* WHAT YOU ARE ASKED TO DO:
Using the data beneath this instruction, retype only the lines from the one that contains "use crate::crypto::curve::SECP256K1_NAME;" down to the one that contains "network live on.", both included, exactly as they appear.

###

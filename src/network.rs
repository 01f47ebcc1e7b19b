// SPDX-License-Identifier: CC0-1.0

//! Networks.
//!
//! A [`Network`] bundles the version magics of extended keys and the address
//! version of the chain a node is used with. The node itself only ever sees
//! plain `u32` versions; this module is a convenience for picking them.
//!
//! # Example: serializing a node for a network
//!
//! ```rust
//! use hdnode::{HDNode, Network};
//!
//! let network: Network = "testnet".parse().unwrap();
//! let node = HDNode::from_seed(b"some seed", network.curve_name()).unwrap();
//!
//! let tpub = node.serialize_public(network.xpub_magic()).unwrap();
//! assert!(tpub.starts_with("tpub"));
//! ```

use core::fmt;
use core::str::FromStr;

#[cfg(feature = "serde")]
use serde::{Deserialize, Serialize};

use crate::bip32::{Error, HDNode};
use crate::crypto::curve::SECP256K1_NAME;

/// The chain an HD node is used with.
#[derive(Copy, PartialEq, Eq, PartialOrd, Ord, Clone, Hash, Debug)]
#[cfg_attr(feature = "serde", derive(Serialize, Deserialize))]
#[cfg_attr(feature = "serde", serde(rename_all = "kebab-case"))]
#[non_exhaustive]
pub enum Network {
    /// Bitcoin mainnet
    Bitcoin,
    /// Bitcoin testnet
    Testnet,
    /// Decred mainnet
    Decred,
    /// Decred testnet
    DecredTestnet,
}

impl Network {
    /// Version magic of extended public keys.
    pub fn xpub_magic(self) -> u32 {
        match self {
            Network::Bitcoin => 0x0488_B21E,
            Network::Testnet => 0x0435_87CF,
            Network::Decred => 0x02FD_A926,
            Network::DecredTestnet => 0x0435_87D1,
        }
    }

    /// Version magic of extended private keys.
    pub fn xprv_magic(self) -> u32 {
        match self {
            Network::Bitcoin => 0x0488_ADE4,
            Network::Testnet => 0x0435_8394,
            Network::Decred => 0x02FD_A4E8,
            Network::DecredTestnet => 0x0435_8397,
        }
    }

    /// Version of pay-to-pubkey-hash addresses.
    pub fn address_type(self) -> u32 {
        match self {
            Network::Bitcoin => 0x00,
            Network::Testnet => 0x6F,
            Network::Decred => 0x073F,
            Network::DecredTestnet => 0x0F21,
        }
    }

    /// Name of the curve keys of this network live on.
    pub fn curve_name(self) -> &'static str { SECP256K1_NAME }

    /// Returns `true` for the Decred networks, whose addresses hash with BLAKE-256.
    pub fn is_decred(self) -> bool { matches!(self, Network::Decred | Network::DecredTestnet) }

    /// Pay-to-pubkey-hash address of `node` on this network.
    pub fn address(self, node: &HDNode) -> Result<String, Error> {
        if self.is_decred() {
            node.decred_address(self.address_type())
        } else {
            node.address(self.address_type())
        }
    }

    /// Decodes an extended key serialized for this network.
    pub fn deserialize(self, value: &str) -> Result<HDNode, Error> {
        HDNode::deserialize(value, self.xpub_magic(), self.xprv_magic())
    }

    /// Converts a `Network` to its command line name.
    pub fn to_core_arg(self) -> &'static str {
        match self {
            Network::Bitcoin => "bitcoin",
            Network::Testnet => "testnet",
            Network::Decred => "decred",
            Network::DecredTestnet => "decred-testnet",
        }
    }

    /// Converts a command line name to its equivalent `Network`.
    pub fn from_core_arg(core_arg: &str) -> Result<Self, ParseNetworkError> {
        use Network::*;

        let network = match core_arg {
            "bitcoin" => Bitcoin,
            "testnet" => Testnet,
            "decred" => Decred,
            "decred-testnet" => DecredTestnet,
            _ => return Err(ParseNetworkError(core_arg.to_owned())),
        };
        Ok(network)
    }
}

/// An error in parsing network string.
#[derive(Debug, Clone, PartialEq, Eq)]
#[non_exhaustive]
pub struct ParseNetworkError(pub String);

impl fmt::Display for ParseNetworkError {
    fn fmt(&self, f: &mut fmt::Formatter) -> Result<(), fmt::Error> {
        write!(f, "failed to parse {} as network", self.0)
    }
}

impl std::error::Error for ParseNetworkError {}

impl FromStr for Network {
    type Err = ParseNetworkError;

    #[inline]
    fn from_str(s: &str) -> Result<Self, Self::Err> { Network::from_core_arg(s) }
}

impl fmt::Display for Network {
    fn fmt(&self, f: &mut fmt::Formatter) -> fmt::Result { f.write_str(self.to_core_arg()) }
}

#[cfg(test)]
mod tests {
    use super::*;
    use crate::bip32::HARDENED;
    use crate::test_helpers::vector1_master;

    const ALL: [Network; 4] =
        [Network::Bitcoin, Network::Testnet, Network::Decred, Network::DecredTestnet];

    #[test]
    fn string_round_trip() {
        for network in ALL.iter() {
            assert_eq!(network.to_string().parse::<Network>().unwrap(), *network);
            assert_eq!(Network::from_core_arg(network.to_core_arg()).unwrap(), *network);
        }
        assert_eq!("mainnet".parse::<Network>(), Err(ParseNetworkError("mainnet".to_owned())));
        assert_eq!(
            ParseNetworkError("fakenet".to_owned()).to_string(),
            "failed to parse fakenet as network"
        );
    }

    #[test]
    fn extended_key_prefixes() {
        let node = vector1_master();
        let prefixes = [
            (Network::Bitcoin, "xpub", "xprv"),
            (Network::Testnet, "tpub", "tprv"),
            (Network::Decred, "dpub", "dprv"),
            (Network::DecredTestnet, "tpub", "tprv"),
        ];
        for (network, public, private) in prefixes.iter() {
            assert!(node.serialize_public(network.xpub_magic()).unwrap().starts_with(public));
            assert!(node.serialize_private(network.xprv_magic()).unwrap().starts_with(private));
        }
    }

    #[test]
    fn network_round_trip() {
        let mut node = vector1_master();
        node.derive(HARDENED).unwrap();
        for network in ALL.iter() {
            let xprv = node.serialize_private(network.xprv_magic()).unwrap();
            let decoded = network.deserialize(&xprv).unwrap();
            assert_eq!(decoded.private_key(), node.private_key());

            let xpub = node.serialize_public(network.xpub_magic()).unwrap();
            assert!(network.deserialize(&xpub).unwrap().is_public_only());
        }
        let xprv = node.serialize_private(Network::Bitcoin.xprv_magic()).unwrap();
        assert_eq!(
            Network::Decred.deserialize(&xprv).err(),
            Some(Error::UnknownVersion(Network::Bitcoin.xprv_magic()))
        );
    }

    #[test]
    fn addresses() {
        let node = vector1_master();
        assert_eq!(
            Network::Bitcoin.address(&node).unwrap(),
            "15mKKb2eos1hWa6tisdPwwDC1a5J1y9nma"
        );
        assert_eq!(Network::Testnet.address(&node).unwrap(), node.address(0x6f).unwrap());
        assert_eq!(
            Network::Decred.address(&node).unwrap(),
            "Dsi8UNqawkGAdvy9mzv5EgLdZPivNnKMiNi"
        );
        assert_eq!(
            Network::DecredTestnet.address(&node).unwrap(),
            "TsiBhMy6LYKGkHeWbPYEPFMu9VgqwRgkt8T"
        );
    }

    #[test]
    #[cfg(feature = "serde")]
    fn serde_names() {
        assert_eq!(serde_json::to_string(&Network::DecredTestnet).unwrap(), "\"decred-testnet\"");
        let network: Network = serde_json::from_str("\"bitcoin\"").unwrap();
        assert_eq!(network, Network::Bitcoin);
    }
}
// SPDX-License-Identifier: CC0-1.0

//! Internal macros.
//!
//! Macros meant to be used inside the library only.

/// Implements standard array methods for a given wrapper type.
macro_rules! impl_array_newtype {
    ($thing:ident, $ty:ty, $len:literal) => {
        impl $thing {
            /// Creates the wrapper from a byte array.
            #[inline]
            pub const fn from_bytes(data: [$ty; $len]) -> Self { $thing(data) }

            /// Returns a reference to the underlying bytes.
            #[inline]
            pub fn as_bytes(&self) -> &[$ty; $len] { &self.0 }

            /// Returns a copy of the underlying bytes.
            #[inline]
            pub fn to_bytes(self) -> [$ty; $len] { self.0 }
        }

        impl From<[$ty; $len]> for $thing {
            fn from(data: [$ty; $len]) -> Self { $thing(data) }
        }

        impl From<$thing> for [$ty; $len] {
            fn from(thing: $thing) -> Self { thing.0 }
        }

        impl<'a> core::convert::TryFrom<&'a [$ty]> for $thing {
            type Error = core::array::TryFromSliceError;

            fn try_from(data: &'a [$ty]) -> Result<Self, Self::Error> {
                <[$ty; $len]>::try_from(data).map($thing)
            }
        }

        impl AsRef<[$ty]> for $thing {
            fn as_ref(&self) -> &[$ty] { &self.0 }
        }

        impl core::ops::Deref for $thing {
            type Target = [$ty; $len];

            fn deref(&self) -> &Self::Target { &self.0 }
        }
    };
}

/// Implements hex formatting for a byte array wrapper.
macro_rules! impl_bytes_newtype {
    ($thing:ident) => {
        impl core::fmt::LowerHex for $thing {
            fn fmt(&self, f: &mut core::fmt::Formatter) -> core::fmt::Result {
                for byte in self.0.iter() {
                    write!(f, "{:02x}", byte)?;
                }
                Ok(())
            }
        }

        impl core::fmt::Display for $thing {
            fn fmt(&self, f: &mut core::fmt::Formatter) -> core::fmt::Result {
                core::fmt::LowerHex::fmt(self, f)
            }
        }

        impl core::fmt::Debug for $thing {
            fn fmt(&self, f: &mut core::fmt::Formatter) -> core::fmt::Result {
                write!(f, "{}({:x})", stringify!($thing), self)
            }
        }
    };
}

###

* RESPONSE FOR THIS EXERCISE:
use crate::crypto::curve::SECP256K1_NAME;

/// The chain an HD node is used with.
#[derive(Copy, PartialEq, Eq, PartialOrd, Ord, Clone, Hash, Debug)]
#[cfg_attr(feature = "serde", derive(Serialize, Deserialize))]
#[cfg_attr(feature = "serde", serde(rename_all = "kebab-case"))]
#[non_exhaustive]
pub enum Network {
    /// Bitcoin mainnet
    Bitcoin,
    /// Bitcoin testnet
    Testnet,
    /// Decred mainnet
    Decred,
    /// Decred testnet
    DecredTestnet,
}

impl Network {
    /// Version magic of extended public keys.
    pub fn xpub_magic(self) -> u32 {
        match self {
            Network::Bitcoin => 0x0488_B21E,
            Network::Testnet => 0x0435_87CF,
            Network::Decred => 0x02FD_A926,
            Network::DecredTestnet => 0x0435_87D1,
        }
    }

    /// Version magic of extended private keys.
    pub fn xprv_magic(self) -> u32 {
        match self {
            Network::Bitcoin => 0x0488_ADE4,
            Network::Testnet => 0x0435_8394,
            Network::Decred => 0x02FD_A4E8,
            Network::DecredTestnet => 0x0435_8397,
        }
    }

    /// Version of pay-to-pubkey-hash addresses.
    pub fn address_type(self) -> u32 {
        match self {
            Network::Bitcoin => 0x00,
            Network::Testnet => 0x6F,
            Network::Decred => 0x073F,
            Network::DecredTestnet => 0x0F21,
        }
    }

    /// Name of the curve keys of this network live on.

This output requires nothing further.